Pull every line with the word "SchemalessProtocol" out of the entries below.

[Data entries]
* * *

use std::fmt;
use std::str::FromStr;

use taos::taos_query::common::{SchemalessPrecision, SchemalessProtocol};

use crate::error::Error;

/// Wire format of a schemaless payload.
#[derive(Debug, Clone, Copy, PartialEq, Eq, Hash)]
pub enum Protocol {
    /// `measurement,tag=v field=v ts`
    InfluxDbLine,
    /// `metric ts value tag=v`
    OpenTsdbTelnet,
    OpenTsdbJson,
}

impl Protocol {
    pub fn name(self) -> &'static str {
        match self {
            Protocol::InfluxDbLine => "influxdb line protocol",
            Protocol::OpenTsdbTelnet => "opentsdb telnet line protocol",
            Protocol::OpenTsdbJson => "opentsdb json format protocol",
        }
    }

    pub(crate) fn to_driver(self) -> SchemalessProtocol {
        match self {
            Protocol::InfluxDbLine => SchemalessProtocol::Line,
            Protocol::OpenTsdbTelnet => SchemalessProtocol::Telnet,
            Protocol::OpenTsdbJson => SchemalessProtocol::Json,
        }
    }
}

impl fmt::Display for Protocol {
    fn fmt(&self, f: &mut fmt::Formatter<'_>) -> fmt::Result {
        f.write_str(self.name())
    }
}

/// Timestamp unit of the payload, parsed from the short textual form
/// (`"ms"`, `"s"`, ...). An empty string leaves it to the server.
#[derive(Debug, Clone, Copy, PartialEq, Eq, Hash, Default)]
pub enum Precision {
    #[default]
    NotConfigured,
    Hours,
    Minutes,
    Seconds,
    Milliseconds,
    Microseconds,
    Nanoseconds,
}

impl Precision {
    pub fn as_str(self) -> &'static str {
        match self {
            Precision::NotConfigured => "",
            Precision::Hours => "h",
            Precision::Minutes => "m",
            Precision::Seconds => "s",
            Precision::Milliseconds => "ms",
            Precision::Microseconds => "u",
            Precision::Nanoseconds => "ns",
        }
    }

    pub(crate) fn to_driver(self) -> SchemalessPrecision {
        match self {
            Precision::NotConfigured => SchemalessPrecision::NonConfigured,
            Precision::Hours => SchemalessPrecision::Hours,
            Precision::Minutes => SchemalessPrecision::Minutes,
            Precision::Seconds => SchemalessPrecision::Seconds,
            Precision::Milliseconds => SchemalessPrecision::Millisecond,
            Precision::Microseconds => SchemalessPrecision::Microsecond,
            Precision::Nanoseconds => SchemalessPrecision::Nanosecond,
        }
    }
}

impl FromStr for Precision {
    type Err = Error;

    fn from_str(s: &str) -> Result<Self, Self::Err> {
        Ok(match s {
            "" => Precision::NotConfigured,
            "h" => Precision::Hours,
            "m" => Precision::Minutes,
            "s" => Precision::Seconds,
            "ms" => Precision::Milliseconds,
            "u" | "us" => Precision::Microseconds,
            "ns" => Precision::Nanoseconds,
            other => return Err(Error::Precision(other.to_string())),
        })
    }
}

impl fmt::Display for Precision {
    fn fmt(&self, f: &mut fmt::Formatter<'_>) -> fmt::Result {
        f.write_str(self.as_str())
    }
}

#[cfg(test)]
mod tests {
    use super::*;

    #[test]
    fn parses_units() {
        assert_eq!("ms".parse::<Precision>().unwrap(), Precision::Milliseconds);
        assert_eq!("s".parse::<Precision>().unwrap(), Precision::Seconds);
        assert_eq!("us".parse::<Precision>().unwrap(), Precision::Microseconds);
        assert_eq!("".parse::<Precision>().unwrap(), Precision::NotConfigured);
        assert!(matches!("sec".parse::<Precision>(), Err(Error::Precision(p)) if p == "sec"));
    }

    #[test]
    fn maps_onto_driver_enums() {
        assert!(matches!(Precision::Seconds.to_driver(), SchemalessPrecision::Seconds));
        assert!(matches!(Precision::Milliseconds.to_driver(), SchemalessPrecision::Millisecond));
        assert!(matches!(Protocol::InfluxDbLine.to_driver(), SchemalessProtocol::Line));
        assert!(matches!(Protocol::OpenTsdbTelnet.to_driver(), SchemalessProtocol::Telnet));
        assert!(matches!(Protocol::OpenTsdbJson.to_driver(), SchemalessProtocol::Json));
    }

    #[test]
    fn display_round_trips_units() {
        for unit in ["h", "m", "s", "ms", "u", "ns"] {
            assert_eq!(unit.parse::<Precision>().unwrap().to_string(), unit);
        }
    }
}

* * *

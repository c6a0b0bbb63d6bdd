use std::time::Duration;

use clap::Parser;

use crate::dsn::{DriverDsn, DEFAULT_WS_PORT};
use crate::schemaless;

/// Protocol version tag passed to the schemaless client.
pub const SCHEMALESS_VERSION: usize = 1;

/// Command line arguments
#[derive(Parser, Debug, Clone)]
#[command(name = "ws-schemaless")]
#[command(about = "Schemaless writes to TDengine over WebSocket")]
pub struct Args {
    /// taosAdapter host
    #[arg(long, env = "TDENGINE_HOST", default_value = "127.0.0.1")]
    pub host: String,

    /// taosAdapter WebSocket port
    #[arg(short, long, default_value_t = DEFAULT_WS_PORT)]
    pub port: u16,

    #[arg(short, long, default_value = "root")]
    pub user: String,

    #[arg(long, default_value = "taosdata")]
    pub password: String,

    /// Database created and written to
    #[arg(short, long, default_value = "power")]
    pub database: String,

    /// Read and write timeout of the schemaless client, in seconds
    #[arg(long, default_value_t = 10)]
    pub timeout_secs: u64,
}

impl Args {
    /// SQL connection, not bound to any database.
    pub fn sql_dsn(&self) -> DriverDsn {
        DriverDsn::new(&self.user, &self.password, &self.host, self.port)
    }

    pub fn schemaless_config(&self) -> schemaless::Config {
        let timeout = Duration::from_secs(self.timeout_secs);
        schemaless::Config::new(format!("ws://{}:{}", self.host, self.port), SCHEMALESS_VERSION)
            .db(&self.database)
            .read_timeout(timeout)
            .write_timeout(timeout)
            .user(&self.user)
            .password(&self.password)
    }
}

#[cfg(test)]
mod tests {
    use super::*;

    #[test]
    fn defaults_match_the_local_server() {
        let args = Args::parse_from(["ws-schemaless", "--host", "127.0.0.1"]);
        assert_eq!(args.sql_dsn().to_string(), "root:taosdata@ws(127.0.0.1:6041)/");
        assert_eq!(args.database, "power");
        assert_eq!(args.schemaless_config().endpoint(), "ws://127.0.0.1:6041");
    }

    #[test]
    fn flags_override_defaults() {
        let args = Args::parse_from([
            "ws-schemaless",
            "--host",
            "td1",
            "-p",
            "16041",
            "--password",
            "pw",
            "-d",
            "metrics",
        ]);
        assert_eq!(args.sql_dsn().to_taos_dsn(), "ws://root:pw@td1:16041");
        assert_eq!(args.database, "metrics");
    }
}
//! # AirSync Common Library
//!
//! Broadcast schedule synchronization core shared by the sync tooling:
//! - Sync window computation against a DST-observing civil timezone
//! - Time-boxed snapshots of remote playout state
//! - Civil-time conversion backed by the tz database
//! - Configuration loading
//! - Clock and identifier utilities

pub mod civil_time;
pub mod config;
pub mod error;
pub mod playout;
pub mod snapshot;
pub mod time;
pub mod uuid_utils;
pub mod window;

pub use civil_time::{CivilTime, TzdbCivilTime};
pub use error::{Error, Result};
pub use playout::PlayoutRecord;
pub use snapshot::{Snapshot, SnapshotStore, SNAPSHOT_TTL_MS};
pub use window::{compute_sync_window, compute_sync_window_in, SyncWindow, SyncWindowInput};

* * *

### Solution to the exercise
use taos::taos_query::common::{SchemalessPrecision, SchemalessProtocol};
    pub(crate) fn to_driver(self) -> SchemalessProtocol {
            Protocol::InfluxDbLine => SchemalessProtocol::Line,
            Protocol::OpenTsdbTelnet => SchemalessProtocol::Telnet,
            Protocol::OpenTsdbJson => SchemalessProtocol::Json,
        assert!(matches!(Protocol::InfluxDbLine.to_driver(), SchemalessProtocol::Line));
        assert!(matches!(Protocol::OpenTsdbTelnet.to_driver(), SchemalessProtocol::Telnet));
        assert!(matches!(Protocol::OpenTsdbJson.to_driver(), SchemalessProtocol::Json));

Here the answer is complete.